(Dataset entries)

-- Opening Marker --

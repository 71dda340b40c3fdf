//! Prelude module for convenient imports.
//!
//! `use tagval_validator::prelude::*;` brings in the result model, the
//! [`Validate`] trait, and every primitive.

pub use crate::foundation::{
    Validate, ValidationError, ValidationMessage, ValidationOutcome, ValidationResult,
};

pub use crate::validators::{
    is_email, is_equal_to, is_greater_than, is_ip, is_length_greater_than, is_length_less_than,
    is_less_than, is_not_empty, is_url, satisfies_regex,
};
use crate::error::{MalformedTagError, TagSyntax};

use super::rule::Rule;

/// Parses a raw tag into its rules, preserving order and duplicates.
///
/// An empty or all-whitespace tag yields no rules. Whitespace around
/// tokens, keywords and arguments is ignored.
///
/// ```rust
/// use tagval_codegen::tag::{parse_tag, Rule};
///
/// let rules = parse_tag("Age", "min(18), max(65)").unwrap();
/// assert_eq!(rules, vec![Rule::with_argument("min", "18"), Rule::with_argument("max", "65")]);
/// ```
pub fn parse_tag(field: &str, tag: &str) -> Result<Vec<Rule>, MalformedTagError> {
    if tag.trim().is_empty() {
        return Ok(Vec::new());
    }

    tag.split(',')
        .map(|token| {
            parse_token(token.trim()).map_err(|reason| MalformedTagError {
                field: field.to_owned(),
                tag: tag.to_owned(),
                token: token.trim().to_owned(),
                reason,
            })
        })
        .collect()
}

fn parse_token(token: &str) -> Result<Rule, TagSyntax> {
    if token.is_empty() {
        return Err(TagSyntax::EmptyToken);
    }

    let Some(open) = token.find('(') else {
        if token.contains(')') {
            return Err(TagSyntax::UnexpectedParen);
        }
        return keyword(token).map(Rule::new);
    };

    let name = keyword(token[..open].trim())?;
    let rest = &token[open + 1..];

    let Some(close) = rest.find(')') else {
        return Err(if rest.contains('(') {
            TagSyntax::NestedParen
        } else {
            TagSyntax::UnclosedParen
        });
    };

    let argument = &rest[..close];
    if argument.contains('(') {
        return Err(TagSyntax::NestedParen);
    }

    let trailing = rest[close + 1..].trim();
    if !trailing.is_empty() {
        return Err(if trailing.contains(')') {
            TagSyntax::UnexpectedParen
        } else {
            TagSyntax::TrailingText
        });
    }

    let argument = argument.trim();
    if argument.is_empty() {
        return Err(TagSyntax::EmptyArgument);
    }

    Ok(Rule::with_argument(name, argument))
}

fn keyword(name: &str) -> Result<&str, TagSyntax> {
    if name.is_empty() {
        Err(TagSyntax::MissingKeyword)
    } else if name.chars().all(|c| c.is_ascii_alphanumeric() || c == '_') {
        Ok(name)
    } else {
        Err(TagSyntax::InvalidKeyword)
    }
}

-- Closing Marker --

[PROBLEM STATEMENT] Please report how many lines of the entries above contain the string "reason". Reply with only the number.

[COMPLETED EXERCISE] 2